Les jeunes anarcho-syndicalistes essayèrent, en outre, de se rapprocher des autres formations politiques, socialistes et communistes, afin, pensaient-ils, d’éviter le sectarisme des plus anciens. Au niveau théorique, ils reprirent certaines conceptions marxistes et luxemburgistes. Ainsi un jeune théoricien de la FAUD, Gerhard Wartenberg (1904-1942), étudia de manière approfondie le marxisme qu’il estimait, sur le plan théorique, « en avance sur le socialisme libertaire », chose impensable pour un R. Rocker qui, dans la lignée de G. Landauer, avait toujours défendu des positions foncièrement anti-marxistes. D’une certaine manière, c’était aussi un retour à l’une des sources « cachées » de la FAUD, puisque bon nombre d’anciens cadres avaient d’abord été, à l’image de F. Kater, des sociaux-démocrates radicaux au sein de la FVdG.

G. Wartenberg, mort au camp de Sachsenhausen, avait analysé le fascisme peu avant l’arrivé de Hitler au pouvoir [26]. Dans une brochure rédigée à la demande de la commission administrative de la FAUD – dont le titre faisait référence à la petite commune de Hildburghausen (Thuringe) où, en 1930, l’apatride Adolf Hitler avait tenté de se faire nommer fonctionnaire de police dans le but d’acquérir la nationalité allemande pour se présenter légalement aux élections –, G. Wartenberg s’en prenait surtout au Parti communiste allemand (KPD), dont la tactique empêchait la constitution d’un front antifasciste.
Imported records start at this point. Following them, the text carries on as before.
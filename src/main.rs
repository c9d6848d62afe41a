use clap::Parser;
use previewgen::{
    config, Cli, JobRunner, OutputFormatter, OutputMode, PreviewError, PreviewGen,
    UserFriendlyError,
};
use std::path::{Path, PathBuf};
use std::process;

fn main() {
    let exit_code = run();
    process::exit(exit_code);
}

fn run() -> i32 {
    // Parse CLI arguments
    let cli = Cli::parse();

    // Handle special commands first
    if cli.generate_config {
        return handle_generate_config(&cli);
    }

    // Create PreviewGen instance (loads or interactively collects config)
    let app = match PreviewGen::from_cli(&cli) {
        Ok(app) => app,
        Err(e) => {
            print_startup_error(&e);
            return 1;
        }
    };

    let charts_root = match resolve_charts_dir(&cli) {
        Ok(path) => path,
        Err(e) => {
            app.handle_error(&e);
            return 1;
        }
    };

    // Handle dry run mode
    if cli.dry_run {
        return handle_dry_run(&app, &charts_root);
    }

    // Execute main extraction workflow
    match app.run_batch(&charts_root) {
        Ok(report) => {
            app.output_formatter().print_batch_report(&report);

            // Jobs that errored don't abort the batch, but they do flag the run
            if report.summary.has_errors() {
                2
            } else {
                0
            }
        }
        Err(e) => {
            app.handle_error(&e);
            exit_code_for(&e)
        }
    }
}

fn exit_code_for(error: &PreviewError) -> i32 {
    match error {
        PreviewError::Cancelled => 130, // Interrupted (SIGINT)
        PreviewError::ChartsDirNotFound { .. } => 3,
        PreviewError::ToolMissing { .. } => 4,
        _ => 1, // General error
    }
}

fn resolve_charts_dir(cli: &Cli) -> previewgen::Result<PathBuf> {
    if let Some(ref charts_dir) = cli.charts_dir {
        return Ok(charts_dir.clone());
    }

    if cli.is_interactive() {
        return config::prompt_path("Enter path to BMS charts folder: ");
    }

    Err(PreviewError::Config {
        message: "No charts directory given (pass it as the first argument)".to_string(),
    })
}

fn handle_generate_config(cli: &Cli) -> i32 {
    match PreviewGen::generate_sample_config(&cli.config) {
        Ok(()) => {
            println!(
                "Generated sample configuration file: {}",
                cli.config.display()
            );
            println!("\nEdit it to point at your IIDX sound directories, then run:");
            println!("  previewgen <charts-dir> --config {}", cli.config.display());
            0
        }
        Err(e) => {
            eprintln!("Failed to generate configuration file: {}", e.user_message());
            if let Some(suggestion) = e.suggestion() {
                eprintln!("Suggestion: {}", suggestion);
            }
            1
        }
    }
}

fn handle_dry_run(app: &PreviewGen, charts_root: &Path) -> i32 {
    let formatter = app.output_formatter();

    formatter.print_header("Dry run");

    let discovery = match app.discover_jobs(charts_root) {
        Ok(discovery) => discovery,
        Err(e) => {
            app.handle_error(&e);
            return exit_code_for(&e);
        }
    };

    for job in &discovery.jobs {
        let source = JobRunner::probe_source(job);
        formatter.print_dry_run_entry(job, source);
    }

    formatter.print_separator();
    formatter.success(&format!(
        "{} song(s) discovered, {} excluded; run without --dry-run to extract",
        discovery.jobs.len(),
        discovery.excluded
    ));

    0
}

fn print_startup_error(error: &PreviewError) {
    // Create a basic formatter for startup errors
    let formatter = OutputFormatter::new(OutputMode::Human, 0, false);
    formatter.print_user_friendly_error(error);
}

#[cfg(test)]
mod tests {
    use super::*;
    use previewgen::OutputFormat;
    use tempfile::TempDir;

    fn test_cli(charts_dir: Option<PathBuf>, config: PathBuf) -> Cli {
        Cli {
            charts_dir,
            sound_path: None,
            omnimix_sound_path: None,
            output: None,
            dx_tool: None,
            ifs_tool: None,
            jobs: None,
            exclude: None,
            config,
            output_format: OutputFormat::Plain,
            verbose: 0,
            quiet: true,
            dry_run: false,
            generate_config: false,
        }
    }

    #[test]
    fn test_generate_config_command() {
        let temp_dir = TempDir::new().unwrap();
        let config_path = temp_dir.path().join("paths.json");

        let mut cli = test_cli(None, config_path.clone());
        cli.generate_config = true;

        let exit_code = handle_generate_config(&cli);
        assert_eq!(exit_code, 0);
        assert!(config_path.exists());

        let content = std::fs::read_to_string(&config_path).unwrap();
        assert!(content.contains("sound_path"));
    }

    #[test]
    fn test_resolve_charts_dir_from_argument() {
        let cli = test_cli(Some(PathBuf::from("./charts")), PathBuf::from("paths.json"));
        assert_eq!(
            resolve_charts_dir(&cli).unwrap(),
            PathBuf::from("./charts")
        );
    }

    #[test]
    fn test_resolve_charts_dir_errors_when_not_interactive() {
        let cli = test_cli(None, PathBuf::from("paths.json"));
        let result = resolve_charts_dir(&cli);
        assert!(matches!(result, Err(PreviewError::Config { .. })));
    }

    #[test]
    fn test_exit_code_mapping() {
        assert_eq!(exit_code_for(&PreviewError::Cancelled), 130);
        assert_eq!(
            exit_code_for(&PreviewError::ChartsDirNotFound {
                path: PathBuf::from("/x")
            }),
            3
        );
        assert_eq!(
            exit_code_for(&PreviewError::ToolMissing {
                path: PathBuf::from("/x")
            }),
            4
        );
        assert_eq!(
            exit_code_for(&PreviewError::Config {
                message: "bad".to_string()
            }),
            1
        );
    }
}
Mais il insistait aussi sur le « caractère de classe » du national-socialisme, analyse assez proche de celle des « marxistes » : « Nous pouvons définir le national-socialisme comme un mouvement confus des couches moyennes des villes et des campagnes, mouvement qui, né de la situation économique désastreuse, est utilisé par le grand capital pour combattre le prolétariat, la démocratie et l’internationalisme. » R. Rocker voyait plutôt, quant à lui, dans le nazisme-fascisme une forme exacerbée de nationalisme qui plongeait ses racines dans les mouvements d’unification nationale du XIXe siècle, tandis que Helmut Rüdiger le rattachait davantage à l’éducation autoritaire du peuple allemand et à la tradition impérialiste du Reich [27].